Alright, let’s go over these in more depth. 

Sand the Edges of the Board After using Table Saw 

You can sand down the rough edge with sandpaper. There are many different types of sanders out there; it’s best to choose an option that gives you the most control. 

If you are going for a straight, clean-cut edge, you’ll need to do everything you can to keep an even pressure. Otherwise, you’ll take the edge off. 

Alternatively, if the project could take a decorative edge, you could use a router to clean things up. 

Use a Planer to Remove Marks from Table Saw 

Planers have a slight advantage over sandpaper because it’s easier to maintain a sharp edge. If you find yourself with marks on your project from a table saw blade, you can clean these marks up with a planer. 

Be careful if you decide to use a hand planer for this job.
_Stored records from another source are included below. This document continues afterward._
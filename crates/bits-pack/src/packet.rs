//! Decoded packet tree.

/// Type ID of a literal packet. All other 3-bit type IDs are operators.
pub const TYPE_LITERAL: u8 = 4;

/// Operator semantics carried by a non-literal packet's type ID.
#[derive(Debug, Clone, Copy, PartialEq, Eq)]
pub enum Operator {
    Sum,
    Product,
    Min,
    Max,
    GreaterThan,
    LessThan,
    EqualTo,
}

impl Operator {
    /// Maps a 3-bit type ID to its operator. Returns `None` only for
    /// [`TYPE_LITERAL`]; every other value 0–7 is a defined operator.
    pub fn from_type_id(type_id: u8) -> Option<Self> {
        match type_id {
            0 => Some(Operator::Sum),
            1 => Some(Operator::Product),
            2 => Some(Operator::Min),
            3 => Some(Operator::Max),
            5 => Some(Operator::GreaterThan),
            6 => Some(Operator::LessThan),
            7 => Some(Operator::EqualTo),
            _ => None,
        }
    }

    /// The wire type ID of this operator.
    pub fn type_id(&self) -> u8 {
        match self {
            Operator::Sum => 0,
            Operator::Product => 1,
            Operator::Min => 2,
            Operator::Max => 3,
            Operator::GreaterThan => 5,
            Operator::LessThan => 6,
            Operator::EqualTo => 7,
        }
    }

    /// Human-readable operator name, used in error messages.
    pub fn name(&self) -> &'static str {
        match self {
            Operator::Sum => "sum",
            Operator::Product => "product",
            Operator::Min => "min",
            Operator::Max => "max",
            Operator::GreaterThan => "greater-than",
            Operator::LessThan => "less-than",
            Operator::EqualTo => "equal-to",
        }
    }
}

/// Payload of a packet: a literal value or an operator over sub-packets.
#[derive(Debug, Clone, PartialEq, Eq)]
pub enum PacketBody {
    /// Literal value packet (type ID 4).
    Literal(u64),
    /// Operator packet over zero or more exclusively owned sub-packets.
    Operator {
        op: Operator,
        sub_packets: Vec<Packet>,
    },
}

/// One decoded BITS packet.
#[derive(Debug, Clone, PartialEq, Eq)]
pub struct Packet {
    /// 3-bit packet version.
    pub version: u8,
    /// Exact number of bits consumed to decode this packet, header and
    /// everything nested inside it included.
    pub bits_read: usize,
    pub body: PacketBody,
}

impl Packet {
    /// The wire type ID of this packet.
    pub fn type_id(&self) -> u8 {
        match &self.body {
            PacketBody::Literal(_) => TYPE_LITERAL,
            PacketBody::Operator { op, .. } => op.type_id(),
        }
    }

    /// This packet's sub-packets; empty for literals.
    pub fn sub_packets(&self) -> &[Packet] {
        match &self.body {
            PacketBody::Literal(_) => &[],
            PacketBody::Operator { sub_packets, .. } => sub_packets,
        }
    }
}
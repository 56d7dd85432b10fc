use thiserror::Error;

/// Errors produced while evaluating a packet tree.
#[derive(Error, Debug, Clone, PartialEq, Eq)]
pub enum EvalError {
    /// A comparison operator was applied to the wrong number of sub-packets.
    #[error("\"{operator}\" operator expects {expected} sub-packets, found {found}")]
    ArityError {
        operator: &'static str,
        expected: usize,
        found: usize,
    },

    /// A min/max operator was applied to zero sub-packets.
    #[error("\"{0}\" operator applied to zero sub-packets")]
    EmptyOperands(&'static str),

    /// Evaluation exceeded the 64-bit unsigned range.
    #[error("arithmetic overflow while evaluating \"{0}\"")]
    Overflow(&'static str),
}
use bits_buffers::BufferError;
use thiserror::Error;

/// Errors produced while decoding a BITS transmission.
#[derive(Error, Debug, Clone, PartialEq, Eq)]
pub enum BitsError {
    /// The bit stream ended before a framing rule was satisfied, or the
    /// input was not valid hex.
    #[error(transparent)]
    Buffer(#[from] BufferError),

    /// A literal payload carried more than 64 bits of value.
    #[error("literal value does not fit in 64 bits")]
    LiteralOverflow,

    /// A bit-length-framed group's sub-packets consumed more bits than the
    /// group declared.
    #[error("sub-packet group overran its declared length: declared {declared} bits, consumed {consumed}")]
    GroupOvershoot { declared: usize, consumed: usize },
}
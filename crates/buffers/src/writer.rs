//! Bit writer producing hex-encoded payloads.

/// A bit-level writer, the mirror of [`crate::BitReader`].
///
/// Bits are appended in write order and rendered as uppercase hex with
/// zero-padding to a whole nibble, which is exactly the padding a reader
/// ignores past the last consumed bit.
///
/// # Example
///
/// ```
/// use bits_buffers::BitWriter;
///
/// let mut writer = BitWriter::new();
/// writer.uint(0b110, 3);
/// writer.uint(0b100, 3);
/// assert_eq!(writer.to_hex(), "D0");
/// ```
#[derive(Default)]
pub struct BitWriter {
    /// Accumulated bits in write order, one per element (0 or 1).
    pub bits: Vec<u8>,
}

impl BitWriter {
    /// Creates an empty writer.
    pub fn new() -> Self {
        Self::default()
    }

    /// Returns the number of bits written so far.
    #[inline]
    pub fn len(&self) -> usize {
        self.bits.len()
    }

    /// Returns `true` if no bits have been written.
    #[inline]
    pub fn is_empty(&self) -> bool {
        self.bits.is_empty()
    }

    /// Appends a single bit.
    #[inline]
    pub fn push_bit(&mut self, bit: u8) {
        self.bits.push(bit & 1);
    }

    /// Appends the low `n` bits of `value`, most-significant bit first.
    pub fn uint(&mut self, value: u64, n: usize) {
        for i in (0..n).rev() {
            self.push_bit(((value >> i) & 1) as u8);
        }
    }

    /// Renders the written bits as an uppercase hex string, zero-padding the
    /// final nibble.
    pub fn to_hex(&self) -> String {
        const DIGITS: &[u8; 16] = b"0123456789ABCDEF";
        let mut hex = String::with_capacity(self.bits.len().div_ceil(4));
        for chunk in self.bits.chunks(4) {
            let mut nibble = 0u8;
            for (i, &bit) in chunk.iter().enumerate() {
                nibble |= bit << (3 - i);
            }
            hex.push(DIGITS[nibble as usize] as char);
        }
        hex
    }
}
use bits_buffers::{BitWriter, BufferError};
use bits_pack::{BitsDecoder, BitsEncoder, BitsError, Operator, Packet, PacketBody};
use proptest::prelude::*;

fn decode(hex: &str) -> Packet {
    BitsDecoder::new()
        .decode(hex)
        .unwrap_or_else(|e| panic!("decode({}) failed: {}", hex, e))
}

fn literal_values(packet: &Packet) -> Vec<u64> {
    packet
        .sub_packets()
        .iter()
        .map(|sub| match sub.body {
            PacketBody::Literal(value) => value,
            _ => panic!("expected literal sub-packet"),
        })
        .collect()
}

// ------------------------------------------------------------- Fixed vectors

#[test]
fn literal_packet() {
    let packet = decode("D2FE28");
    assert_eq!(packet.version, 6);
    assert_eq!(packet.type_id(), 4);
    assert_eq!(packet.body, PacketBody::Literal(2021));
    assert_eq!(packet.bits_read, 21);
}

#[test]
fn bit_length_framed_operator() {
    let packet = decode("38006F45291200");
    assert_eq!(packet.version, 1);
    assert_eq!(packet.type_id(), 6);
    assert_eq!(packet.bits_read, 49);
    assert_eq!(literal_values(&packet), [10, 20]);

    // The declared 15-bit length is exactly the sum of the children's sizes.
    let child_bits: Vec<usize> = packet.sub_packets().iter().map(|s| s.bits_read).collect();
    assert_eq!(child_bits, [11, 16]);
    assert_eq!(child_bits.iter().sum::<usize>(), 27);
}

#[test]
fn count_framed_operator() {
    let packet = decode("EE00D40C823060");
    assert_eq!(packet.version, 7);
    assert_eq!(packet.type_id(), 3);
    // Header (6) + length-type bit + 11-bit count + three 11-bit literals.
    assert_eq!(packet.bits_read, 51);
    assert_eq!(packet.sub_packets().len(), 3);
    assert_eq!(literal_values(&packet), [1, 2, 3]);
}

#[test]
fn nested_operator_chain() {
    // Operator > operator > operator > literal.
    let packet = decode("8A004A801A8002F478");
    assert_eq!(packet.version, 4);
    let inner = &packet.sub_packets()[0];
    assert_eq!(inner.version, 1);
    let inner2 = &inner.sub_packets()[0];
    assert_eq!(inner2.version, 5);
    let leaf = &inner2.sub_packets()[0];
    assert_eq!(leaf.version, 6);
    assert!(matches!(leaf.body, PacketBody::Literal(_)));
}

#[test]
fn bits_read_bounded_by_input() {
    for hex in [
        "D2FE28",
        "38006F45291200",
        "EE00D40C823060",
        "620080001611562C8802118E34",
        "C0015000016115A2E0802F182340",
        "A0016C880162017C3686B18A3D4780",
    ] {
        let packet = decode(hex);
        assert!(packet.bits_read <= hex.len() * 4, "input: {}", hex);
        // The difference is the ignored trailing pad, under one nibble-group.
        assert!(hex.len() * 4 - packet.bits_read < 8, "input: {}", hex);
    }
}

#[test]
fn decoding_is_deterministic() {
    let first = decode("620080001611562C8802118E34");
    let second = decode("620080001611562C8802118E34");
    assert_eq!(first, second);
}

// -------------------------------------------------------------- Error cases

#[test]
fn truncated_literal() {
    // D2 = literal header plus a group whose payload is cut off.
    let err = BitsDecoder::new().decode("D2").unwrap_err();
    assert_eq!(err, BitsError::Buffer(BufferError::EndOfBuffer));
}

#[test]
fn truncated_length_field() {
    // 38 = operator header + length-type 0, then only 1 of 15 length bits.
    let err = BitsDecoder::new().decode("38").unwrap_err();
    assert_eq!(err, BitsError::Buffer(BufferError::EndOfBuffer));
}

#[test]
fn empty_input() {
    let err = BitsDecoder::new().decode("").unwrap_err();
    assert_eq!(err, BitsError::Buffer(BufferError::EndOfBuffer));
}

#[test]
fn invalid_hex_digit() {
    let err = BitsDecoder::new().decode("D2FG").unwrap_err();
    assert_eq!(err, BitsError::Buffer(BufferError::InvalidHexDigit('G')));
}

#[test]
fn group_overshoot() {
    // Operator declaring 5 bits of sub-packets, followed by an 11-bit
    // literal child: the child overruns the declared group.
    let mut writer = BitWriter::new();
    writer.uint(0, 3); // version
    writer.uint(0, 3); // type: sum
    writer.push_bit(0); // bit-length framing
    writer.uint(5, 15); // declared group length
    writer.uint(0, 3); // child version
    writer.uint(4, 3); // child type: literal
    writer.uint(0b00001, 5); // single nibble group, value 1
    let err = BitsDecoder::new().decode(&writer.to_hex()).unwrap_err();
    assert_eq!(
        err,
        BitsError::GroupOvershoot {
            declared: 5,
            consumed: 11
        }
    );
}

#[test]
fn literal_overflow() {
    // 17 nibble groups = 68 value bits, more than u64 can hold.
    let mut writer = BitWriter::new();
    writer.uint(0, 3);
    writer.uint(4, 3);
    for _ in 0..16 {
        writer.push_bit(1);
        writer.uint(0xF, 4);
    }
    writer.push_bit(0);
    writer.uint(0xF, 4);
    let err = BitsDecoder::new().decode(&writer.to_hex()).unwrap_err();
    assert_eq!(err, BitsError::LiteralOverflow);
}

// ------------------------------------------------------------ Round trips

#[test]
fn encode_decode_operator_tree() {
    let tree = Packet {
        version: 3,
        bits_read: 0,
        body: PacketBody::Operator {
            op: Operator::Sum,
            sub_packets: vec![
                Packet {
                    version: 0,
                    bits_read: 0,
                    body: PacketBody::Literal(42),
                },
                Packet {
                    version: 5,
                    bits_read: 0,
                    body: PacketBody::Operator {
                        op: Operator::Product,
                        sub_packets: vec![Packet {
                            version: 7,
                            bits_read: 0,
                            body: PacketBody::Literal(u64::MAX),
                        }],
                    },
                },
            ],
        },
    };
    let hex = BitsEncoder::new().encode_hex(&tree);
    let decoded = decode(&hex);
    assert_eq!(decoded.version, 3);
    assert_eq!(decoded.type_id(), 0);
    assert_eq!(literal_values(&decoded.sub_packets()[1])[0], u64::MAX);
}

proptest! {
    #[test]
    fn literal_round_trip(version in 0u8..8, value in any::<u64>()) {
        let packet = Packet {
            version,
            bits_read: 0,
            body: PacketBody::Literal(value),
        };
        let hex = BitsEncoder::new().encode_hex(&packet);
        let decoded = BitsDecoder::new().decode(&hex).unwrap();
        prop_assert_eq!(decoded.version, version);
        prop_assert_eq!(&decoded.body, &PacketBody::Literal(value));
        // Header plus one 5-bit group per nibble of the value.
        let nibbles = ((64 - value.leading_zeros() as usize) + 3) / 4;
        prop_assert_eq!(decoded.bits_read, 6 + 5 * nibbles.max(1));
    }
}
Set the blade to a very shallow depth. You only want to remove the marks from the table saw blade. 

Make a Second Cut to Remove Marks from Table Saw 

 I know – it seems counterintuitive. Won’t a second cut with the table saw just make more marks? Maybe, but maybe not. Let me explain. 

When a table saw cuts, there is usually plenty of material on either side of the blade. This material causes pressure on the blade. The pressure causes the blade to bind with the wood and doesn’t allow the blade to clear sawdust easily, resulting in marks. Solution? 

When you make your first cut, leave about a blade-width of extra material. Then, go back and cut that blade width off. The second pass is much easier on the blade, allowing the sawdust to clear easily off the blade to make a smooth cut.